- Task directions -
Select every line containing the word "long" from the material, and copy those lines.
Content starts
//! Minnow gateway daemon.
//!
//! Discovers the storage nodes, initializes a client for each, and serves the
//! object API over HTTP until SIGINT or SIGTERM.

mod config;
mod telemetry;

use std::path::PathBuf;
use std::sync::Arc;

use anyhow::{Context, Result};
use clap::{Parser, Subcommand};
use minnow_discovery::{Discovery, StaticDiscovery};
use minnow_gateway::StorageGateway;
use minnow_http::ApiServer;
use minnow_registry::NodeRegistry;
use minnow_store::{BackendConnector, MemoryConnector, S3Connector};
use minnow_types::NodeDescriptor;
use tokio::net::TcpListener;
use tokio::sync::oneshot;
use tracing::{error, info, warn};

use config::{Backend, CliConfig, DiscoveryMode};

// -----------------------------------------------------------------------
// CLI definition
// -----------------------------------------------------------------------

#[derive(Parser)]
#[command(
    name = "minnowd",
    version,
    about = "Minnow object storage gateway"
)]
struct Cli {
    /// Path to TOML config file.
    #[arg(short, long, global = true, env = "MINNOW_CONFIG")]
    config: Option<PathBuf>,

    #[command(subcommand)]
    command: Commands,
}

#[derive(Subcommand)]
enum Commands {
    /// Start the gateway.
    Start(StartArgs),

    /// Discover storage nodes and check that each one is reachable.
    Nodes,
}

#[derive(clap::Args, Default)]
struct StartArgs {
    /// HTTP port to listen on (all interfaces).
    #[arg(short, long)]
    port: Option<u16>,

    /// Full HTTP listen address (e.g. "127.0.0.1:3000").
    #[arg(short = 'l', long, conflicts_with = "port")]
    listen: Option<String>,

    /// Storage backend type.
    #[arg(long, value_enum)]
    backend: Option<Backend>,

    /// Shorthand for `--backend memory`.
    #[arg(short, long, conflicts_with = "backend")]
    memory: bool,
}

impl StartArgs {
    /// CLI args override config file values.
    fn apply(self, config: &mut CliConfig) {
        if let Some(port) = self.port {
            config.server.listen_addr = format!("0.0.0.0:{port}");
        }
        if let Some(addr) = self.listen {
            config.server.listen_addr = addr;
        }
        if let Some(backend) = self.backend {
            config.storage.backend = backend;
        }
        if self.memory {
            config.storage.backend = Backend::Memory;
        }
    }
}

// -----------------------------------------------------------------------
// Entrypoint
// -----------------------------------------------------------------------

#[tokio::main]
async fn main() -> Result<()> {
    let cli = Cli::parse();
    let mut config = CliConfig::load(cli.config.as_deref()).context("failed to load config")?;

    telemetry::init(&telemetry::TelemetryConfig {
        level: config.log.level.clone(),
        format: config.log.format,
    });

    match cli.command {
        Commands::Start(args) => {
            args.apply(&mut config);
            cmd_start(config).await
        }
        Commands::Nodes => cmd_nodes(&config).await,
    }
}

// -----------------------------------------------------------------------
// Discovery
// -----------------------------------------------------------------------

/// Build the discovery collaborator the config asks for.
fn discovery_for(config: &CliConfig) -> Result<Box<dyn Discovery>> {
    match config.discovery.mode {
        DiscoveryMode::Static => {
            let nodes = &config.discovery.nodes;
            if nodes.is_empty() && config.storage.backend == Backend::Memory {
                return Ok(Box::new(StaticDiscovery::memory(config.storage.memory_nodes)));
            }
            Ok(Box::new(StaticDiscovery::new(nodes.clone())))
        }
        #[cfg(feature = "docker")]
        DiscoveryMode::Docker => {
            let discovery = minnow_discovery::DockerDiscovery::connect(
                config.discovery.container_name.clone(),
                config.discovery.api_port,
            )?;
            Ok(Box::new(discovery))
        }
        #[cfg(not(feature = "docker"))]
        DiscoveryMode::Docker => {
            anyhow::bail!("docker discovery requires minnowd built with the `docker` feature")
        }
    }
}

async fn discover(config: &CliConfig) -> Result<Vec<NodeDescriptor>> {
    discovery_for(config)?
        .discover()
        .await
        .context("node discovery failed")
}

// -----------------------------------------------------------------------
// minnowd start
// -----------------------------------------------------------------------

async fn cmd_start(config: CliConfig) -> Result<()> {
    info!("starting minnowd");
    info!(
        listen_addr = %config.server.listen_addr,
        backend = ?config.storage.backend,
        container = %config.storage.container,
        discovery = ?config.discovery.mode,
        max_attempts = config.registry.max_attempts,
        retry_delay_secs = config.registry.retry_delay_secs,
        attempt_timeout_secs = config.registry.attempt_timeout_secs,
        "gateway configuration"
    );

    // --- Nodes ---
    let nodes = discover(&config).await?;
    for (index, node) in nodes.iter().enumerate() {
        info!(index, node = %node.id, name = %node.name, endpoint = %node.endpoint(), "discovered storage node");
    }

    // --- Registry ---
    let connector: Arc<dyn BackendConnector> = match config.storage.backend {
        Backend::S3 => Arc::new(S3Connector::new(config.storage.region.clone())),
        Backend::Memory => Arc::new(MemoryConnector::new()),
    };
    let registry = Arc::new(NodeRegistry::with_container(
        nodes,
        config.storage.container.clone(),
    ));
    let report = registry
        .connect_all(connector.as_ref(), &config.retry_policy())
        .await;
    report
        .check(config.registry.require_all_nodes)
        .context("storage node initialization failed")?;

    // --- HTTP API ---
    let server = ApiServer::new(Arc::new(StorageGateway::new(registry)));
    let listener = TcpListener::bind(&config.server.listen_addr)
        .await
        .with_context(|| format!("failed to bind {}", config.server.listen_addr))?;

    serve_until_signal(server, listener, config.shutdown_timeout()).await?;
    info!("minnowd stopped");
    Ok(())
}

/// Serve until SIGINT/SIGTERM, then drain in-flight requests for at most
/// `timeout`.
async fn serve_until_signal(
    server: ApiServer,
    listener: TcpListener,
    timeout: std::time::Duration,
) -> Result<()> {
    let (stop_tx, stop_rx) = oneshot::channel::<()>();
    let mut task = tokio::spawn(server.serve_with_shutdown(listener, async move {
        let _ = stop_rx.await;
    }));

    tokio::select! {
        joined = &mut task => {
            // The server stopped on its own: that is always an error.
            joined.context("HTTP server task failed")?.context("HTTP server failed")?;
            anyhow::bail!("HTTP server exited unexpectedly");
        }
        () = shutdown_signal() => {}
    }

    info!(timeout = ?timeout, "shutting down, draining in-flight requests");
    let _ = stop_tx.send(());
    match tokio::time::timeout(timeout, task).await {
        Ok(joined) => joined
            .context("HTTP server task failed")?
            .context("HTTP server failed")?,
        Err(_) => warn!("graceful shutdown timed out, abandoning in-flight requests"),
    }
    Ok(())
}

async fn shutdown_signal() {
    let ctrl_c = async {
        if let Err(e) = tokio::signal::ctrl_c().await {
            error!(error = %e, "failed to listen for SIGINT");
            std::future::pending::<()>().await;
        }
    };

    #[cfg(unix)]
    let terminate = async {
        use tokio::signal::unix::{SignalKind, signal};
        match signal(SignalKind::terminate()) {
            Ok(mut sigterm) => {
                sigterm.recv().await;
            }
            Err(e) => {
                error!(error = %e, "failed to listen for SIGTERM");
                std::future::pending::<()>().await;
            }
        }
    };

    #[cfg(not(unix))]
    let terminate = std::future::pending::<()>();

    tokio::select! {
        () = ctrl_c => info!(signal = "SIGINT", "shutdown signal received"),
        () = terminate => info!(signal = "SIGTERM", "shutdown signal received"),
    }
}

// -----------------------------------------------------------------------
// minnowd nodes
// -----------------------------------------------------------------------

async fn cmd_nodes(config: &CliConfig) -> Result<()> {
    let discovery = discovery_for(config)?;
    let nodes = discovery
        .discover()
        .await
        .context("node discovery failed")?;
    if nodes.is_empty() {
        println!("No storage nodes discovered.");
        return Ok(());
    }

    let timeout = config.probe_timeout();
    println!("{:<5} {:<32} {:<24} {:<22} STATUS", "INDEX", "NAME", "ID", "ENDPOINT");
    for (index, node) in nodes.iter().enumerate() {
        let status = if discovery.can_reach(node, timeout).await {
            "reachable"
        } else {
            "unreachable"
        };
        println!(
            "{:<5} {:<32} {:<24} {:<22} {status}",
            index,
            node.name,
            node.id.as_str(),
            node.endpoint()
        );
    }
    Ok(())
}

// -----------------------------------------------------------------------
// Tests
// -----------------------------------------------------------------------
//! [`ObjectGateway`]: the data-plane trait the HTTP layer talks to.
//!
//! [`StorageGateway`] implements it over a [`NodeRegistry`]: validate the
//! identifier, pick the owning node with [`select_node`], look up the node's
//! handle, run the backend operation, and classify the outcome into a
//! [`GatewayError`]. Put and get are never retried.
//!
//! [`NodeRegistry`]: minnow_registry::NodeRegistry
//! [`select_node`]: minnow_placement::select_node

mod error;
mod gateway;


use minnow_store::ObjectStream;

pub use error::GatewayError;
pub use gateway::StorageGateway;
pub use minnow_types::{ValidationError, validate_identifier};

/// Object operations exposed to protocol adapters.
#[async_trait::async_trait]
pub trait ObjectGateway: Send + Sync {
    /// Store exactly `size` bytes from `data` under `id`, replacing any
    /// previous object with that identifier.
    async fn put_object(&self, id: &str, data: ObjectStream, size: u64)
    -> Result<(), GatewayError>;

    /// Open the object stored under `id`.
    async fn get_object(&self, id: &str) -> Result<ObjectStream, GatewayError>;
}
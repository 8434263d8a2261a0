//! [`StorageGateway`]: routes object operations through the node registry.

use std::sync::Arc;

use minnow_placement::select_node;
use minnow_registry::NodeRegistry;
use minnow_store::{ObjectBackend, ObjectStream};
use minnow_types::{NodeDescriptor, ObjectId};
use tracing::{debug, warn};

use crate::ObjectGateway;
use crate::error::GatewayError;

/// Gateway over a [`NodeRegistry`].
///
/// Holds no state of its own; every call reads the registry, so nodes that
/// become ready after construction are picked up.
#[derive(Clone)]
pub struct StorageGateway {
    registry: Arc<NodeRegistry>,
}

impl StorageGateway {
    /// Create a gateway serving the registry's nodes.
    pub fn new(registry: Arc<NodeRegistry>) -> Self {
        Self { registry }
    }

    /// The registry this gateway routes through.
    pub fn registry(&self) -> &Arc<NodeRegistry> {
        &self.registry
    }

    /// Find the node owning `id` and its live handle.
    pub async fn resolve(
        &self,
        id: &ObjectId,
    ) -> Result<(NodeDescriptor, Arc<dyn ObjectBackend>), GatewayError> {
        let node = select_node(id.as_str(), self.registry.nodes())
            .map_err(|_| GatewayError::NoNodesAvailable)?;

        let backend = self.registry.lookup(&node.id).await.ok_or_else(|| {
            warn!(object = %id, node = %node.id, "object routed to uninitialized node");
            GatewayError::NodeUninitialized {
                node: node.id.clone(),
            }
        })?;

        Ok((node.clone(), backend))
    }
}

#[async_trait::async_trait]
impl ObjectGateway for StorageGateway {
    async fn put_object(
        &self,
        id: &str,
        data: ObjectStream,
        size: u64,
    ) -> Result<(), GatewayError> {
        let id = ObjectId::parse(id)?;
        let (node, backend) = self.resolve(&id).await?;

        debug!(object = %id, node = %node.id, size, "storing object");
        backend
            .put(self.registry.container(), id.as_str(), data, size)
            .await
            .map_err(|source| GatewayError::Backend {
                node: node.id.clone(),
                op: "put_object",
                source,
            })
    }

    async fn get_object(&self, id: &str) -> Result<ObjectStream, GatewayError> {
        let id = ObjectId::parse(id)?;
        let (node, backend) = self.resolve(&id).await?;

        debug!(object = %id, node = %node.id, "retrieving object");
        match backend.get(self.registry.container(), id.as_str()).await {
            Ok(stream) => Ok(stream),
            Err(e) if e.is_not_found() => Err(GatewayError::ObjectNotFound {
                id: id.to_string(),
            }),
            Err(source) => Err(GatewayError::Backend {
                node: node.id,
                op: "get_object",
                source,
            }),
        }
    }
}
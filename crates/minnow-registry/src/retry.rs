//! Retry policy for node initialization.

use std::time::Duration;

/// How many times a node's initialization is attempted, how long one attempt
/// may take, and how long to wait between attempts.
///
/// The delay is applied between attempts only, never after the last one. An
/// attempt that outlives `attempt_timeout` is abandoned and counts as failed.
#[derive(Debug, Clone, Copy, PartialEq, Eq)]
pub struct RetryPolicy {
    /// Total attempts, including the first. Zero is treated as one.
    pub max_attempts: u32,
    /// Pause between two consecutive attempts.
    pub delay: Duration,
    /// Upper bound on a single attempt (connect plus container check).
    pub attempt_timeout: Duration,
}

impl RetryPolicy {
    /// Default number of attempts per node.
    pub const DEFAULT_MAX_ATTEMPTS: u32 = 5;
    /// Default pause between attempts.
    pub const DEFAULT_DELAY: Duration = Duration::from_secs(10);
    /// Default bound on one attempt.
    pub const DEFAULT_ATTEMPT_TIMEOUT: Duration = Duration::from_secs(10);

    /// `max_attempts` tries, `delay` apart, each bounded by
    /// [`Self::DEFAULT_ATTEMPT_TIMEOUT`].
    pub fn fixed(max_attempts: u32, delay: Duration) -> Self {
        Self {
            max_attempts,
            delay,
            attempt_timeout: Self::DEFAULT_ATTEMPT_TIMEOUT,
        }
    }

    /// Replace the per-attempt bound.
    pub fn with_attempt_timeout(mut self, attempt_timeout: Duration) -> Self {
        self.attempt_timeout = attempt_timeout;
        self
    }

    /// `max_attempts` tries back to back.
    pub fn no_delay(max_attempts: u32) -> Self {
        Self::fixed(max_attempts, Duration::ZERO)
    }

    /// Attempt budget actually used by the registry.
    pub fn attempts(&self) -> u32 {
        self.max_attempts.max(1)
    }
}

impl Default for RetryPolicy {
    fn default() -> Self {
        Self::fixed(Self::DEFAULT_MAX_ATTEMPTS, Self::DEFAULT_DELAY)
    }
}
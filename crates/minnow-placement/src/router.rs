//! Modulo-hash router.

use minnow_types::NodeDescriptor;
use tracing::trace;

const FNV_OFFSET_BASIS: u32 = 0x811c_9dc5;
const FNV_PRIME: u32 = 0x0100_0193;

/// Errors from node selection.
#[derive(Debug, Clone, PartialEq, Eq, thiserror::Error)]
pub enum PlacementError {
    /// The node set is empty, so there is nothing to select.
    #[error("no storage nodes available")]
    NoNodes,
}

/// 32-bit FNV-1a hash.
///
/// This is the placement hash for the lifetime of a deployment. Changing it
/// moves every object to a different node.
pub fn fnv1a_32(bytes: &[u8]) -> u32 {
    bytes.iter().fold(FNV_OFFSET_BASIS, |hash, &b| {
        (hash ^ u32::from(b)).wrapping_mul(FNV_PRIME)
    })
}

/// Index of the node owning `object_id` in a node set of size `node_count`.
///
/// Returns `None` when `node_count` is zero.
pub fn node_index(object_id: &str, node_count: usize) -> Option<usize> {
    if node_count == 0 {
        return None;
    }
    Some(fnv1a_32(object_id.as_bytes()) as usize % node_count)
}

/// Select the node that owns `object_id`.
///
/// Same identifier plus same ordered node set always yields the same node.
pub fn select_node<'a>(
    object_id: &str,
    nodes: &'a [NodeDescriptor],
) -> Result<&'a NodeDescriptor, PlacementError> {
    let index = node_index(object_id, nodes.len()).ok_or(PlacementError::NoNodes)?;
    let node = &nodes[index];
    trace!(object_id, index, node = %node.id, "selected node");
    Ok(node)
}
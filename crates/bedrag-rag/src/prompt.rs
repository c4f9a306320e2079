//! Prompt construction

use serde::{Deserialize, Serialize};

use bedrag_core::Prompt;

pub const DEFAULT_PREAMBLE: &str = "Given the following context, please answer the question.";
pub const DEFAULT_ANSWER_CUE: &str = "Based on the provided context, my answer is:";

/// Builds generation prompts from a query and ranked context passages
#[derive(Debug, Clone, PartialEq, Serialize, Deserialize)]
pub struct PromptBuilder {
    preamble: String,
    answer_cue: String,
}

impl Default for PromptBuilder {
    fn default() -> Self {
        Self {
            preamble: DEFAULT_PREAMBLE.to_string(),
            answer_cue: DEFAULT_ANSWER_CUE.to_string(),
        }
    }
}

impl PromptBuilder {
    pub fn new(preamble: impl Into<String>, answer_cue: impl Into<String>) -> Self {
        Self {
            preamble: preamble.into(),
            answer_cue: answer_cue.into(),
        }
    }

    /// Render the prompt.
    ///
    /// With no contexts the result is the bare query, which is exactly what
    /// the no-retrieval path sends.
    pub fn build<S: AsRef<str>>(&self, query: &str, contexts: &[S]) -> Prompt {
        if contexts.is_empty() {
            return Prompt::new(query);
        }

        let mut prompt = String::new();
        prompt.push_str(&self.preamble);
        prompt.push_str("\n\nContext:\n");
        for (rank, context) in contexts.iter().enumerate() {
            prompt.push_str(&format!("[{}] {}\n", rank + 1, context.as_ref()));
        }
        prompt.push_str("\nQuestion: ");
        prompt.push_str(query);
        prompt.push_str("\n\n");
        prompt.push_str(&self.answer_cue);

        Prompt::new(prompt)
    }
}
//! Top-K retrieval over a vector store

use std::sync::Arc;
use tracing::debug;

use bedrag_core::{Error, Result, RetrievalResult, VectorStore};

/// Retrieves the closest documents for a query vector.
///
/// When a similarity floor is set, hits scoring below it are dropped before
/// the result is truncated to `k`, so a low-scoring hit never takes a slot.
#[derive(Clone)]
pub struct Retriever {
    store: Arc<dyn VectorStore>,
    similarity_floor: Option<f32>,
}

impl Retriever {
    pub fn new(store: Arc<dyn VectorStore>) -> Self {
        Self {
            store,
            similarity_floor: None,
        }
    }

    /// Drop hits whose score is below `floor`
    pub fn with_similarity_floor(mut self, floor: Option<f32>) -> Self {
        self.similarity_floor = floor;
        self
    }

    pub fn similarity_floor(&self) -> Option<f32> {
        self.similarity_floor
    }

    pub fn store(&self) -> &Arc<dyn VectorStore> {
        &self.store
    }

    pub async fn retrieve(&self, query_vector: &[f32], k: usize) -> Result<RetrievalResult> {
        if k == 0 {
            return Err(Error::InvalidInput("k must be positive".to_string()));
        }

        let Some(floor) = self.similarity_floor else {
            return self.store.query(query_vector, k).await;
        };

        // Filtering before truncation needs the full ranking
        let total = self.store.count().await?;
        if total == 0 {
            return Ok(RetrievalResult::default());
        }
        let ranked = self.store.query(query_vector, total).await?;
        let candidates = ranked.len();

        let hits: Vec<_> = ranked
            .hits
            .into_iter()
            .filter(|hit| hit.score >= floor)
            .take(k)
            .collect();

        debug!(candidates, kept = hits.len(), floor, "applied similarity floor");
        Ok(RetrievalResult::new(hits))
    }
}
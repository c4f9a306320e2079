//! Text generation adapter for Bedrock-hosted models

use async_trait::async_trait;
use serde_json::Value;
use std::sync::Arc;
use std::time::Instant;
use tracing::debug;

use bedrag_core::{Error, GenerationConfig, GenerationResult, Generator, Prompt, Result};

use crate::client::BedrockClient;
use crate::models::ModelFamily;

/// Generator that invokes a Bedrock text model in its native dialect
pub struct BedrockGenerator {
    client: Arc<BedrockClient>,
    model_id: String,
    family: ModelFamily,
    config: GenerationConfig,
}

impl BedrockGenerator {
    /// Use the text model named in the client configuration
    pub fn new(client: Arc<BedrockClient>) -> Result<Self> {
        let model_id = client.config().text_model.clone();
        Self::for_model(client, model_id)
    }

    /// Use a specific text model; fails for models with no known dialect
    pub fn for_model(client: Arc<BedrockClient>, model_id: impl Into<String>) -> Result<Self> {
        let model_id = model_id.into();
        let family = ModelFamily::for_model(&model_id)?;
        Ok(Self {
            client,
            model_id,
            family,
            config: GenerationConfig::default(),
        })
    }

    /// Override sampling settings
    pub fn with_config(mut self, config: GenerationConfig) -> Self {
        self.config = config;
        self
    }

    pub fn family(&self) -> ModelFamily {
        self.family
    }
}

#[async_trait]
impl Generator for BedrockGenerator {
    async fn generate(&self, prompt: &Prompt, max_tokens: u32) -> Result<GenerationResult> {
        if max_tokens == 0 {
            return Err(Error::InvalidInput("max_tokens must be positive".to_string()));
        }

        let body = self.family.request_body(prompt.as_str(), max_tokens, &self.config);
        let started = Instant::now();
        let response: Value = self
            .client
            .invoke_model(&self.model_id, &body)
            .await
            .map_err(Error::generation)?;
        let latency = started.elapsed();

        let completion = self.family.parse_completion(&response)?;
        debug!(
            model_id = %self.model_id,
            latency_ms = latency.as_millis() as u64,
            chars = completion.text.len(),
            "generated completion"
        );

        Ok(GenerationResult {
            text: completion.text,
            model_id: self.model_id.clone(),
            usage: completion.usage,
            latency: Some(latency),
        })
    }

    fn model_id(&self) -> &str {
        &self.model_id
    }
}
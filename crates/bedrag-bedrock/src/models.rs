//! Model families and their request/response dialects
//!
//! Each text model hosted on Bedrock speaks the native body format of its
//! vendor. [`ModelFamily`] maps a model id to that format, renders invocation
//! bodies and extracts the completion from responses.

use serde::{Deserialize, Serialize};
use serde_json::Value;

use bedrag_core::{Error, GenerationConfig, Result, TokenUsage};

const ANTHROPIC_BEDROCK_VERSION: &str = "bedrock-2023-05-31";

/// Models that only run through inference profiles, not on-demand invocation
const INFERENCE_PROFILE_ONLY: &[&str] = &["anthropic.claude-sonnet-4", "anthropic.claude-opus-4"];

/// Request/response dialect of a text generation model
#[derive(Debug, Clone, Copy, PartialEq, Eq, Hash, Serialize, Deserialize)]
pub enum ModelFamily {
    /// Anthropic Claude 3 and later (messages API)
    AnthropicMessages,
    /// Anthropic Claude v1/v2/instant (Human/Assistant text completion)
    AnthropicText,
    /// Amazon Titan text models
    Titan,
    /// Meta Llama
    Llama,
    /// Mistral and Mixtral
    Mistral,
}

impl ModelFamily {
    /// Detect the family from a Bedrock model id. Embedding and image models
    /// have no family.
    pub fn detect(model_id: &str) -> Option<ModelFamily> {
        let id = model_id.to_lowercase();

        if id.contains("embed") || id.contains("image") {
            return None;
        }
        if id.contains("claude") {
            if id.contains("claude-v") || id.contains("claude-instant") {
                return Some(ModelFamily::AnthropicText);
            }
            return Some(ModelFamily::AnthropicMessages);
        }
        if id.contains("titan") {
            return Some(ModelFamily::Titan);
        }
        if id.contains("llama") {
            return Some(ModelFamily::Llama);
        }
        if id.contains("mistral") || id.contains("mixtral") {
            return Some(ModelFamily::Mistral);
        }
        None
    }

    /// Like [`detect`](Self::detect), but unknown ids are a configuration error
    pub fn for_model(model_id: &str) -> Result<ModelFamily> {
        Self::detect(model_id).ok_or_else(|| {
            Error::Configuration(format!("Model not supported for text generation: {}", model_id))
        })
    }

    /// Build the invocation body for a prompt
    pub fn request_body(
        &self,
        prompt: &str,
        max_tokens: u32,
        config: &GenerationConfig,
    ) -> InvocationBody {
        match self {
            ModelFamily::AnthropicMessages => InvocationBody::AnthropicMessages(MessagesRequest {
                anthropic_version: ANTHROPIC_BEDROCK_VERSION,
                max_tokens,
                messages: vec![ChatMessage {
                    role: "user",
                    content: prompt.to_string(),
                }],
                temperature: config.temperature,
                top_p: config.top_p,
            }),
            ModelFamily::AnthropicText => InvocationBody::AnthropicText(AnthropicTextRequest {
                prompt: format!("\n\nHuman: {}\n\nAssistant:", prompt),
                max_tokens_to_sample: max_tokens,
                temperature: config.temperature,
                top_p: config.top_p,
            }),
            ModelFamily::Titan => InvocationBody::Titan(TitanTextRequest {
                input_text: prompt.to_string(),
                text_generation_config: TitanTextConfig {
                    max_token_count: max_tokens,
                    temperature: config.temperature,
                    top_p: config.top_p,
                },
            }),
            ModelFamily::Llama => InvocationBody::Llama(LlamaRequest {
                prompt: instruction_prompt(prompt),
                max_gen_len: max_tokens,
                temperature: config.temperature,
                top_p: config.top_p,
            }),
            ModelFamily::Mistral => InvocationBody::Mistral(MistralRequest {
                prompt: instruction_prompt(prompt),
                max_tokens,
                temperature: config.temperature,
                top_p: config.top_p,
            }),
        }
    }

    /// JSON pointer to the completion text in a response body
    fn completion_pointer(&self) -> &'static str {
        match self {
            ModelFamily::AnthropicMessages => "/content/0/text",
            ModelFamily::AnthropicText => "/completion",
            ModelFamily::Titan => "/results/0/outputText",
            ModelFamily::Llama => "/generation",
            ModelFamily::Mistral => "/outputs/0/text",
        }
    }

    /// JSON pointers to input/output token counts, where the family reports them
    fn usage_pointers(&self) -> Option<(&'static str, &'static str)> {
        match self {
            ModelFamily::AnthropicMessages => Some(("/usage/input_tokens", "/usage/output_tokens")),
            ModelFamily::Titan => Some(("/inputTextTokenCount", "/results/0/tokenCount")),
            ModelFamily::Llama => Some(("/prompt_token_count", "/generation_token_count")),
            ModelFamily::AnthropicText | ModelFamily::Mistral => None,
        }
    }

    /// Extract the completion from a response body
    pub fn parse_completion(&self, body: &Value) -> Result<Completion> {
        let pointer = self.completion_pointer();
        let text = body
            .pointer(pointer)
            .and_then(Value::as_str)
            .ok_or_else(|| {
                Error::GenerationService(format!("Response has no completion at {}", pointer))
            })?;

        let usage = self.usage_pointers().and_then(|(input, output)| {
            let count = |p: &str| body.pointer(p).and_then(Value::as_u64).map(|n| n as u32);
            Some(TokenUsage {
                input_tokens: count(input)?,
                output_tokens: count(output)?,
            })
        });

        Ok(Completion {
            text: text.trim().to_string(),
            usage,
        })
    }
}

fn instruction_prompt(prompt: &str) -> String {
    format!("<s>[INST] {} [/INST]", prompt)
}

/// Completion text extracted from a response
#[derive(Debug, Clone, PartialEq)]
pub struct Completion {
    pub text: String,
    pub usage: Option<TokenUsage>,
}

/// A serializable invocation body for any supported family
#[derive(Debug, Serialize)]
#[serde(untagged)]
pub enum InvocationBody {
    AnthropicMessages(MessagesRequest),
    AnthropicText(AnthropicTextRequest),
    Titan(TitanTextRequest),
    Llama(LlamaRequest),
    Mistral(MistralRequest),
}

#[derive(Debug, Serialize)]
pub struct MessagesRequest {
    anthropic_version: &'static str,
    max_tokens: u32,
    messages: Vec<ChatMessage>,
    temperature: f32,
    top_p: f32,
}

#[derive(Debug, Serialize)]
struct ChatMessage {
    role: &'static str,
    content: String,
}

#[derive(Debug, Serialize)]
pub struct AnthropicTextRequest {
    prompt: String,
    max_tokens_to_sample: u32,
    temperature: f32,
    top_p: f32,
}

#[derive(Debug, Serialize)]
#[serde(rename_all = "camelCase")]
pub struct TitanTextRequest {
    input_text: String,
    text_generation_config: TitanTextConfig,
}

#[derive(Debug, Serialize)]
#[serde(rename_all = "camelCase")]
struct TitanTextConfig {
    max_token_count: u32,
    temperature: f32,
    top_p: f32,
}

#[derive(Debug, Serialize)]
pub struct LlamaRequest {
    prompt: String,
    max_gen_len: u32,
    temperature: f32,
    top_p: f32,
}

#[derive(Debug, Serialize)]
pub struct MistralRequest {
    prompt: String,
    max_tokens: u32,
    temperature: f32,
    top_p: f32,
}

/// Summary of a foundation model from the Bedrock control plane
#[derive(Debug, Clone, PartialEq, Serialize, Deserialize)]
#[serde(rename_all = "camelCase")]
pub struct FoundationModel {
    pub model_id: String,
    #[serde(default)]
    pub model_name: String,
    #[serde(default)]
    pub provider_name: String,
    #[serde(default)]
    pub inference_types_supported: Vec<String>,
}

impl FoundationModel {
    /// Whether the model can be invoked without an inference profile
    pub fn supports_on_demand(&self) -> bool {
        self.inference_types_supported.is_empty()
            || self.inference_types_supported.iter().any(|t| t == "ON_DEMAND")
    }

    /// Conversational model usable with [`ModelFamily`] and on-demand invocation
    pub fn is_chat_model(&self) -> bool {
        let id = self.model_id.to_lowercase();
        ModelFamily::detect(&id).is_some()
            && !INFERENCE_PROFILE_ONLY.iter().any(|excluded| id.contains(excluded))
            && self.supports_on_demand()
    }
}

#[derive(Debug, Deserialize)]
#[serde(rename_all = "camelCase")]
pub(crate) struct ListFoundationModelsResponse {
    #[serde(default)]
    pub model_summaries: Vec<FoundationModel>,
}

/// Keep the on-demand conversational models, preserving listing order
pub fn chat_models(models: Vec<FoundationModel>) -> Vec<FoundationModel> {
    models.into_iter().filter(FoundationModel::is_chat_model).collect()
}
Content ends
- Completed task -
    #[arg(short, long, global = true, env = "MINNOW_CONFIG")]
    #[arg(short, long)]
    #[arg(short = 'l', long, conflicts_with = "port")]
    #[arg(long, value_enum)]
    #[arg(short, long, conflicts_with = "backend")]
/// How many times a node's initialization is attempted, how long one attempt
/// may take, and how long to wait between attempts.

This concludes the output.